Disclosure. An application form for a small loan must disclose the installment plan to the borrower in a specified manner.

Installment Plan. The existing payment plan is eliminated. A new installment plan is created. The lender must inform the borrower that if the borrower cannot repay a loan when the loan is due, then the borrower may convert the small loan to an installment plan. The lender must convert a small loan to an installment plan at the borrower's request. A loan of up to $400 has a minimum term of 90 days for a loan with payments in substantially equal installments on or after a borrower's pay dates and at least 14 days apart. A loan of over $400 has a minimum term of 180 days with payments in substantially equal installments on or after a borrower's pay dates and at least 14 days apart. A fee is not allowed for the installment plan. The borrower may pay the total at any time without a penalty. The lender must return any postdated check from the borrower for the original small loan when the borrower enters into an installment plan. A licensee may take postdated checks for the installment plan. A licensee may not charge a fee for a dishonored check in connection to an installment plan but may charge a one-time $25 fee if the borrower defaults on the installment plan.

Enforcement System. A system is authorized to enforce these provisions and other parts of chapter 31.45 RCW. The use of the system will enable a licensee to verify if the potential borrower is eligible for a small loan. The system must be available in real-time and secure against unauthorized acquisition or use, tampering, or theft. The Director of the DFI (Director) must establish the fee by rule. A lender may not charge an additional sum to recover the fee. Information in the system is exempt from public disclosure.

Report. The Director must collect and submit the following information to the Legislature:

Appropriation: None.

Fiscal Note: Available.

[OFM requested ten-year cost projection pursuant to I-960.]

Committee/Commission/Task Force Created: Yes.

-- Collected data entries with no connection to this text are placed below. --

//! Control connection to the controller
//!
//! The agent reaches the controller over TCP or a serial device, runs frame
//! sync, serves SSH with the agent as the server, and dispatches the mux on
//! the controller's session channel. When the connection drops it starts
//! over. A fork handoff tells the controller to let go, runs the fork helper
//! and then reconnects.

mod reconnect;
mod ssh;
mod transport;

pub use reconnect::ExponentialBackoff;
pub use ssh::{load_host_key, server_config};
pub use transport::{describe, dial, open, open_serial, BoxStream, ControlStream, Duplex};

use std::path::PathBuf;
use std::process::Command;
use std::sync::Arc;
use std::time::Duration;

use bytes::Bytes;
use russh_keys::key::KeyPair;
use tokio::io::{AsyncRead, AsyncWrite};
use tokio::sync::mpsc;
use tokio_util::sync::CancellationToken;

use tether_core::config::AgentConfig;
use tether_protocol::{handshake, msgs, HandshakeError, Mux, MuxHandle};

use crate::dispatcher::Dispatcher;
use crate::reaper::Reaper;

/// Bound on the controller acknowledging a fork announcement
const FORK_REPLY_TIMEOUT: Duration = Duration::from_secs(5);

/// How one control connection ended
#[derive(Debug, Clone, Copy, PartialEq, Eq)]
pub enum Ended {
    /// The controller or the transport went away
    Closed,
    /// The agent is shutting down
    Cancelled,
    /// A fork handoff released the connection
    Forked,
}

/// Agent side of frame sync: purge, then answer on every tick until synced
pub async fn sync<S>(stream: &mut S, tick: Duration) -> Result<u32, HandshakeError>
where
    S: AsyncRead + AsyncWrite + Unpin,
{
    handshake::purge(stream).await?;

    let mut ticker = tokio::time::interval(tick);
    ticker.set_missed_tick_behavior(tokio::time::MissedTickBehavior::Delay);
    let mut attempts = 0u32;
    loop {
        ticker.tick().await;
        attempts += 1;
        match handshake::server(stream).await {
            Ok(()) => return Ok(attempts),
            Err(e) if e.is_retriable() => {
                tracing::debug!(attempt = attempts, "Handshake failed: {}", e);
                handshake::purge(stream).await?;
            }
            Err(e) => return Err(e),
        }
    }
}

/// The agent's control loop
pub struct Backchannel {
    config: AgentConfig,
    dispatcher: Dispatcher,
    ssh: Arc<russh::server::Config>,
}

impl Backchannel {
    pub fn new(config: AgentConfig, dispatcher: Dispatcher, key: KeyPair) -> Self {
        Self {
            config,
            dispatcher,
            ssh: server_config(key),
        }
    }

    /// Connect, serve and reconnect until `cancel` fires
    ///
    /// Every message on `forks` triggers a fork handoff on the live
    /// connection.
    pub async fn run(&self, cancel: CancellationToken, mut forks: mpsc::Receiver<()>) {
        let mut backoff = ExponentialBackoff::from_config(&self.config.backoff);
        let target = describe(&self.config);

        loop {
            let stream = tokio::select! {
                _ = cancel.cancelled() => return,
                stream = self.connect(&target, &mut backoff) => stream,
            };
            tracing::info!("Connected to controller at {}", target);
            backoff.reset();

            match self.serve_stream(stream, &cancel, &mut forks).await {
                Ok(Ended::Cancelled) => return,
                Ok(Ended::Forked) => self.run_fork_helper().await,
                Ok(Ended::Closed) => tracing::info!("Control connection lost"),
                Err(e) => tracing::warn!("Control connection failed: {:#}", e),
            }

            let delay = backoff.next_delay();
            tracing::debug!("Reconnecting in {:?}", delay);
            tokio::select! {
                _ = cancel.cancelled() => return,
                _ = tokio::time::sleep(delay) => {}
            }
        }
    }

    async fn connect(&self, target: &str, backoff: &mut ExponentialBackoff) -> BoxStream {
        loop {
            match open(&self.config).await {
                Ok(stream) => return stream,
                Err(e) => {
                    let delay = backoff.next_delay();
                    tracing::warn!("Cannot reach {}: {}. Retrying in {:?}", target, e, delay);
                    tokio::time::sleep(delay).await;
                }
            }
        }
    }

    /// Serve one control connection over `stream`
    pub async fn serve_stream<S>(
        &self,
        mut stream: S,
        cancel: &CancellationToken,
        forks: &mut mpsc::Receiver<()>,
    ) -> anyhow::Result<Ended>
    where
        S: AsyncRead + AsyncWrite + Unpin + Send + 'static,
    {
        let attempts = tokio::select! {
            _ = cancel.cancelled() => return Ok(Ended::Cancelled),
            synced = sync(&mut stream, self.config.handshake_tick) => synced?,
        };
        tracing::debug!("Frame sync after {} attempt(s)", attempts);

        let session = tokio::select! {
            _ = cancel.cancelled() => return Ok(Ended::Cancelled),
            session = ssh::accept(stream, self.ssh.clone()) => session?,
        };

        let (mux, globals, opens) = Mux::start(session.channel.into_stream());
        let served = tokio::spawn({
            let dispatcher = self.dispatcher.clone();
            let mux = mux.clone();
            async move { dispatcher.serve(mux, globals, opens).await }
        });

        let ended = tokio::select! {
            _ = mux.closed() => Ended::Closed,
            _ = cancel.cancelled() => Ended::Cancelled,
            Some(()) = forks.recv() => {
                announce_fork(&mux).await;
                Ended::Forked
            }
        };

        mux.close();
        let _ = served.await;
        session.driver.abort();
        Ok(ended)
    }

    async fn run_fork_helper(&self) {
        let Some(helper) = self.config.fork_helper.clone() else {
            return;
        };
        match run_helper(helper.clone()).await {
            Ok(status) => tracing::info!("Fork helper {:?} exited with {}", helper, status),
            Err(e) => tracing::error!("Fork helper {:?} failed: {}", helper, e),
        }
    }
}

/// Tell the controller this connection is going away for a fork
async fn announce_fork(mux: &MuxHandle) {
    tracing::info!("Announcing fork handoff");
    match tokio::time::timeout(
        FORK_REPLY_TIMEOUT,
        mux.global_request(msgs::FORK_REQ, true, Bytes::new()),
    )
    .await
    {
        Ok(Ok(Some(reply))) if reply.ok => tracing::debug!("Controller acknowledged fork"),
        Ok(Ok(_)) => tracing::warn!("Controller refused fork announcement"),
        Ok(Err(e)) => tracing::warn!("Fork announcement failed: {}", e),
        Err(_) => tracing::warn!("No reply to fork announcement"),
    }
}

/// Run `helper` to completion through the reaper
async fn run_helper(helper: PathBuf) -> std::io::Result<u32> {
    let ((), exit) = Reaper::global().track(|| {
        Command::new(&helper)
            .spawn()
            .map(|child| (child.id() as i32, ()))
    })?;
    exit.await
        .map_err(|_| std::io::Error::new(std::io::ErrorKind::Other, "child exit lost"))
}

#[cfg(test)]
mod tests {
    use super::*;
    use tokio::io::duplex;

    #[tokio::test]
    async fn test_sync_against_controller() {
        let (mut agent, mut controller) = duplex(1024);
        let agent_side = tokio::spawn(async move {
            sync(&mut agent, Duration::from_millis(10)).await
        });

        handshake::purge(&mut controller).await.unwrap();
        loop {
            match tokio::time::timeout(
                Duration::from_millis(200),
                handshake::client(&mut controller, false),
            )
            .await
            {
                Ok(Ok(())) => break,
                Ok(Err(e)) if e.is_retriable() => {}
                Ok(Err(e)) => panic!("client failed: {}", e),
                Err(_) => {}
            }
            handshake::purge(&mut controller).await.unwrap();
        }
        assert!(agent_side.await.unwrap().unwrap() >= 1);
    }

    #[tokio::test]
    async fn test_sync_eof() {
        let (mut agent, controller) = duplex(64);
        drop(controller);
        assert!(matches!(
            sync(&mut agent, Duration::from_millis(10)).await,
            Err(HandshakeError::Eof)
        ));
    }

    #[tokio::test]
    async fn test_fork_helper_runs() {
        let dir = tempfile::tempdir().unwrap();
        let marker = dir.path().join("forked");
        let helper = dir.path().join("helper.sh");
        std::fs::write(
            &helper,
            format!("#!/bin/sh\ntouch {}\nexit 4\n", marker.display()),
        )
        .unwrap();
        std::fs::set_permissions(
            &helper,
            std::os::unix::fs::PermissionsExt::from_mode(0o755),
        )
        .unwrap();

        assert_eq!(run_helper(helper).await.unwrap(), 4);
        assert!(marker.exists());
    }
}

Effective Date: January 1, 2010.

Staff Summary of Public Testimony: PRO: While opponents of payday lending would like to see more consumer protections, this is a step in the right direction. This bill is the first step in protecting consumers while preserving access to those who need payday loans for emergency purposes. Regarding the installment plan, the success of the bill will be the implementation of the plan and how many people enter it as an alternative to the cycle of debt. Alternatives like credit unions and access to credit are needed. A cap like the military has (36 percent), and prohibiting post-dated checks are additional steps the Legislature could take.

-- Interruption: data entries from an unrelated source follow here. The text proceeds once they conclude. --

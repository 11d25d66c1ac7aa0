//! Byte transports to the controller
//!
//! Either a dialed TCP connection or a serial device opened twice, once for
//! reading and once for writing, joined into one stream.

use std::io;
use std::path::Path;
use std::pin::Pin;
use std::task::{Context, Poll};

use tokio::fs::OpenOptions;
use tokio::io::{AsyncRead, AsyncWrite, ReadBuf};
use tokio::net::TcpStream;

use tether_core::config::{AgentConfig, Transport};

/// Any duplex byte stream the control connection can ride on
pub trait ControlStream: AsyncRead + AsyncWrite + Unpin + Send {}

impl<T: AsyncRead + AsyncWrite + Unpin + Send> ControlStream for T {}

pub type BoxStream = Box<dyn ControlStream>;

/// Separate read and write halves presented as one stream
pub struct Duplex<R, W> {
    reader: R,
    writer: W,
}

impl<R, W> Duplex<R, W> {
    pub fn new(reader: R, writer: W) -> Self {
        Self { reader, writer }
    }
}

impl<R: AsyncRead + Unpin, W: Unpin> AsyncRead for Duplex<R, W> {
    fn poll_read(
        mut self: Pin<&mut Self>,
        cx: &mut Context<'_>,
        buf: &mut ReadBuf<'_>,
    ) -> Poll<io::Result<()>> {
        Pin::new(&mut self.reader).poll_read(cx, buf)
    }
}

impl<R: Unpin, W: AsyncWrite + Unpin> AsyncWrite for Duplex<R, W> {
    fn poll_write(
        mut self: Pin<&mut Self>,
        cx: &mut Context<'_>,
        buf: &[u8],
    ) -> Poll<io::Result<usize>> {
        Pin::new(&mut self.writer).poll_write(cx, buf)
    }

    fn poll_flush(mut self: Pin<&mut Self>, cx: &mut Context<'_>) -> Poll<io::Result<()>> {
        Pin::new(&mut self.writer).poll_flush(cx)
    }

    fn poll_shutdown(mut self: Pin<&mut Self>, cx: &mut Context<'_>) -> Poll<io::Result<()>> {
        Pin::new(&mut self.writer).poll_shutdown(cx)
    }
}

/// Open the serial device for the control connection
///
/// Both opens are issued together: on a FIFO each one blocks until the
/// other end is open.
pub async fn open_serial(path: &Path) -> io::Result<BoxStream> {
    let mut read_opts = OpenOptions::new();
    read_opts.read(true);
    let mut write_opts = OpenOptions::new();
    write_opts.write(true);
    let (reader, writer) = tokio::try_join!(read_opts.open(path), write_opts.open(path))?;
    Ok(Box::new(Duplex::new(reader, writer)))
}

/// Dial the controller over TCP
pub async fn dial(address: &str) -> io::Result<BoxStream> {
    let stream = TcpStream::connect(address).await?;
    stream.set_nodelay(true)?;
    Ok(Box::new(stream))
}

/// One attempt at the configured transport
pub async fn open(config: &AgentConfig) -> io::Result<BoxStream> {
    match config.transport {
        Transport::Tcp => dial(&config.controller_address).await,
        Transport::Serial => open_serial(&config.serial_device).await,
    }
}

/// Where `config` points, for logs
pub fn describe(config: &AgentConfig) -> String {
    match config.transport {
        Transport::Tcp => format!("tcp://{}", config.controller_address),
        Transport::Serial => format!("serial://{}", config.serial_device.display()),
    }
}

CON: We should be cautious about restricting access to payday loans, which in the end will harm the consumers we're trying to help. Also, some businesses already work with customers who can't afford to pay back the loan, so the current law works just fine. This bill will result in closing down mom-and-pop operations.

OTHER: The combination of limiting the number of loans, and creating a flexible installment plan and database will cause some stores to close. The payday industry employs thousands of people in Washington and contributes to the economy. With these restrictions, more borrowers will turn to the Internet where there is no regulation.

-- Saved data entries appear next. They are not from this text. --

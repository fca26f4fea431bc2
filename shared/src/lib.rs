//! Shared types for the etiket label printing core
//!
//! Common types used across the hub and terminal crates: job channel
//! message types, domain models (products, label specs, print jobs) and
//! the wire-level error code taxonomy.

pub mod error;
pub mod message;
pub mod models;

// Re-exports
pub use serde::{Deserialize, Serialize};

// Job channel re-exports (for convenient access)
pub use error::ErrorCode;
pub use message::{ChannelMessage, EventType};
pub use models::{LabelSpec, PackEntry, Presence, PrintJob, Product, RestockBatch};
// etiket-client/tests/terminal_flow.rs
// Terminal-side behavior against in-process channel endpoints

use std::sync::{Arc, Mutex};

use async_trait::async_trait;
use etiket_printer::{Document, PrintError, PrintResult, SinkCapability, SinkInfo, SinkKind};
use etiket_client::{JobExecutor, PresenceTracker, TerminalClient};
use rust_decimal_macros::dec;
use shared::message::{ChannelMessage, EventType, PrintJobPayload};
use shared::models::{LabelSpec, Presence, PrintJob};
use tokio::sync::broadcast;

/// Sink capability with a settable sink list and recorded sends
#[derive(Default)]
struct FakeSinks {
    sinks: Mutex<Vec<SinkInfo>>,
    sends: Mutex<Vec<(String, u32)>>,
    fail_sends: Mutex<bool>,
}

impl FakeSinks {
    fn set_sinks(&self, ids: &[&str]) {
        *self.sinks.lock().unwrap() = ids
            .iter()
            .map(|id| SinkInfo {
                id: id.to_string(),
                name: format!("Sink {}", id),
                kind: SinkKind::Network,
            })
            .collect();
    }

    fn sends(&self) -> Vec<(String, u32)> {
        self.sends.lock().unwrap().clone()
    }
}

#[async_trait]
impl SinkCapability for FakeSinks {
    async fn enumerate(&self) -> Vec<SinkInfo> {
        self.sinks.lock().unwrap().clone()
    }

    async fn send(&self, sink_id: &str, document: &Document) -> PrintResult<()> {
        if *self.fail_sends.lock().unwrap() {
            return Err(PrintError::Offline(sink_id.to_string()));
        }
        self.sends
            .lock()
            .unwrap()
            .push((sink_id.to_string(), document.repeat_count()));
        Ok(())
    }
}

struct Harness {
    client: TerminalClient,
    hub_tx: broadcast::Sender<ChannelMessage>,
    from_terminal: broadcast::Receiver<ChannelMessage>,
}

async fn connect(terminal_id: &str) -> Harness {
    let (hub_tx, _) = broadcast::channel(64);
    let (terminal_tx, from_terminal) = broadcast::channel(64);
    let client = TerminalClient::connect_memory(&hub_tx, &terminal_tx, terminal_id)
        .await
        .unwrap();
    Harness {
        client,
        hub_tx,
        from_terminal,
    }
}

fn shirt_spec(quantity: i32) -> LabelSpec {
    LabelSpec::adhoc("Тениска", dec!(10.00), quantity)
}

async fn next_of_kind(
    rx: &mut broadcast::Receiver<ChannelMessage>,
    kind: EventType,
) -> ChannelMessage {
    loop {
        let msg = tokio::time::timeout(std::time::Duration::from_secs(1), rx.recv())
            .await
            .expect("timed out waiting for message")
            .unwrap();
        if msg.event_type == kind {
            return msg;
        }
    }
}

#[tokio::test]
async fn test_presence_announced_once_per_transition() {
    let mut h = connect("till-1").await;
    let sinks = Arc::new(FakeSinks::default());
    let tracker = PresenceTracker::new(h.client.clone(), sinks.clone());

    // No sinks: one NoPrinter announcement
    assert_eq!(tracker.refresh().await.unwrap(), Presence::NoPrinter);
    let msg = next_of_kind(&mut h.from_terminal, EventType::PresenceAnnounce).await;
    assert_eq!(msg.event_type, EventType::PresenceAnnounce);

    // Same state again: suppressed
    tracker.refresh().await.unwrap();
    tracker.refresh().await.unwrap();

    // A sink appears: exactly one HasPrinter announcement, first sink
    // becomes the default selection
    sinks.set_sinks(&["sink-a", "sink-b"]);
    assert_eq!(tracker.refresh().await.unwrap(), Presence::HasPrinter);
    assert_eq!(tracker.selected_sink().as_deref(), Some("sink-a"));

    let announce = next_of_kind(&mut h.from_terminal, EventType::PresenceAnnounce).await;
    let payload: shared::message::PresencePayload = announce.parse_payload().unwrap();
    assert_eq!(payload.presence, Presence::HasPrinter);
    assert_eq!(payload.sink_id.as_deref(), Some("sink-a"));

    // Nothing else was announced in between
    tracker.refresh().await.unwrap();
    assert!(h.from_terminal.try_recv().is_err());
}

#[tokio::test]
async fn test_sequences_increase_per_announcement() {
    let mut h = connect("till-1").await;
    let sinks = Arc::new(FakeSinks::default());
    let tracker = PresenceTracker::new(h.client.clone(), sinks.clone());

    tracker.refresh().await.unwrap();
    sinks.set_sinks(&["sink-a"]);
    tracker.refresh().await.unwrap();

    let first = next_of_kind(&mut h.from_terminal, EventType::PresenceAnnounce).await;
    let second = next_of_kind(&mut h.from_terminal, EventType::PresenceAnnounce).await;
    assert!(second.sequence > first.sequence);
}

#[tokio::test]
async fn test_select_sink_unknown_id_fails() {
    let h = connect("till-1").await;
    let sinks = Arc::new(FakeSinks::default());
    sinks.set_sinks(&["sink-a"]);
    let tracker = PresenceTracker::new(h.client.clone(), sinks.clone());
    tracker.refresh().await.unwrap();

    let err = tracker.select_sink("sink-gone").await.unwrap_err();
    assert!(matches!(err, etiket_client::ClientError::UnknownSink(_)));

    // Known sink works and becomes the selection
    tracker.select_sink("sink-a").await.unwrap();
    assert_eq!(tracker.selected_sink().as_deref(), Some("sink-a"));
}

#[tokio::test]
async fn test_reannounce_resends_current_state() {
    let mut h = connect("till-1").await;
    let sinks = Arc::new(FakeSinks::default());
    sinks.set_sinks(&["sink-a"]);
    let tracker = PresenceTracker::new(h.client.clone(), sinks.clone());

    tracker.refresh().await.unwrap();
    next_of_kind(&mut h.from_terminal, EventType::PresenceAnnounce).await;

    // Channel healing after reconnect: same state goes out again
    tracker.reannounce().await.unwrap();
    let healed = next_of_kind(&mut h.from_terminal, EventType::PresenceAnnounce).await;
    let payload: shared::message::PresencePayload = healed.parse_payload().unwrap();
    assert_eq!(payload.presence, Presence::HasPrinter);
}

#[tokio::test]
async fn test_executor_dedupes_retried_jobs() {
    let mut h = connect("till-2").await;
    let sinks = Arc::new(FakeSinks::default());
    sinks.set_sinks(&["sink-a"]);
    let tracker = PresenceTracker::new(h.client.clone(), sinks.clone());
    tracker.refresh().await.unwrap();
    next_of_kind(&mut h.from_terminal, EventType::PresenceAnnounce).await;

    let executor = JobExecutor::new(h.client.clone(), tracker, sinks.clone());

    let job = PrintJob::new("till-1", shirt_spec(3));
    let request =
        ChannelMessage::print_job(&PrintJobPayload { job: job.clone() }).with_target("till-2");

    // First delivery executes, retry re-acks without printing again
    executor.handle_request(&request).await;
    executor.handle_request(&request).await;

    assert_eq!(sinks.sends(), vec![("sink-a".to_string(), 3)]);

    let first = next_of_kind(&mut h.from_terminal, EventType::PrintJobAck).await;
    let second = next_of_kind(&mut h.from_terminal, EventType::PrintJobAck).await;
    let ack1: shared::message::PrintAckPayload = first.parse_payload().unwrap();
    let ack2: shared::message::PrintAckPayload = second.parse_payload().unwrap();
    assert_eq!(ack1.job_id, job.job_id);
    assert_eq!(ack2.job_id, job.job_id);
    assert_eq!(ack1.executed_by, "till-2");
}

#[tokio::test]
async fn test_executor_nacks_on_sink_failure() {
    let mut h = connect("till-2").await;
    let sinks = Arc::new(FakeSinks::default());
    sinks.set_sinks(&["sink-a"]);
    let tracker = PresenceTracker::new(h.client.clone(), sinks.clone());
    tracker.refresh().await.unwrap();
    next_of_kind(&mut h.from_terminal, EventType::PresenceAnnounce).await;

    *sinks.fail_sends.lock().unwrap() = true;
    let executor = JobExecutor::new(h.client.clone(), tracker, sinks.clone());

    let job = PrintJob::new("till-1", shirt_spec(1));
    let request =
        ChannelMessage::print_job(&PrintJobPayload { job: job.clone() }).with_target("till-2");
    executor.handle_request(&request).await;

    let nack = next_of_kind(&mut h.from_terminal, EventType::PrintJobNack).await;
    let payload: shared::message::PrintNackPayload = nack.parse_payload().unwrap();
    assert_eq!(payload.job_id, job.job_id);
    assert_eq!(payload.code, shared::ErrorCode::PrintFailed);
}

#[tokio::test]
async fn test_executor_ignores_jobs_for_other_terminals() {
    let mut h = connect("till-2").await;
    let sinks = Arc::new(FakeSinks::default());
    sinks.set_sinks(&["sink-a"]);
    let tracker = PresenceTracker::new(h.client.clone(), sinks.clone());
    tracker.refresh().await.unwrap();
    next_of_kind(&mut h.from_terminal, EventType::PresenceAnnounce).await;

    let executor = JobExecutor::new(h.client.clone(), tracker, sinks.clone());
    let shutdown = tokio_util::sync::CancellationToken::new();
    let run_handle = tokio::spawn(executor.clone().run(shutdown.clone()));

    // Unicast for a different terminal flows through the shared memory
    // channel but must not execute here
    let job = PrintJob::new("till-1", shirt_spec(1));
    let request = ChannelMessage::print_job(&PrintJobPayload { job }).with_target("till-9");
    h.hub_tx.send(request).unwrap();

    tokio::time::sleep(std::time::Duration::from_millis(100)).await;
    assert!(sinks.sends().is_empty());

    shutdown.cancel();
    let _ = run_handle.await;
}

Persons Testifying: PRO: Representative Nelson, prime sponsor; Tony Lee, Statewide Poverty Action Network; Bev Spears, Washington Community Action Network; Patricia Davis, Jesse Miller, Barbara O’Leary Hatfield-Liberace, citizens; Larry Evans, Legislative Aide for Larry Gossett, King County Councilmember; Lynn Domingo, Legacy of Equality in Leadership and Organizing.

CON: Joseph Brown, McCarthy Finance Inc.; Ken Weaver, Apple Valley Check Cashing.

OTHER: Mark Thompson, Moneytree, Inc.; Deb Blakeslee, citizen.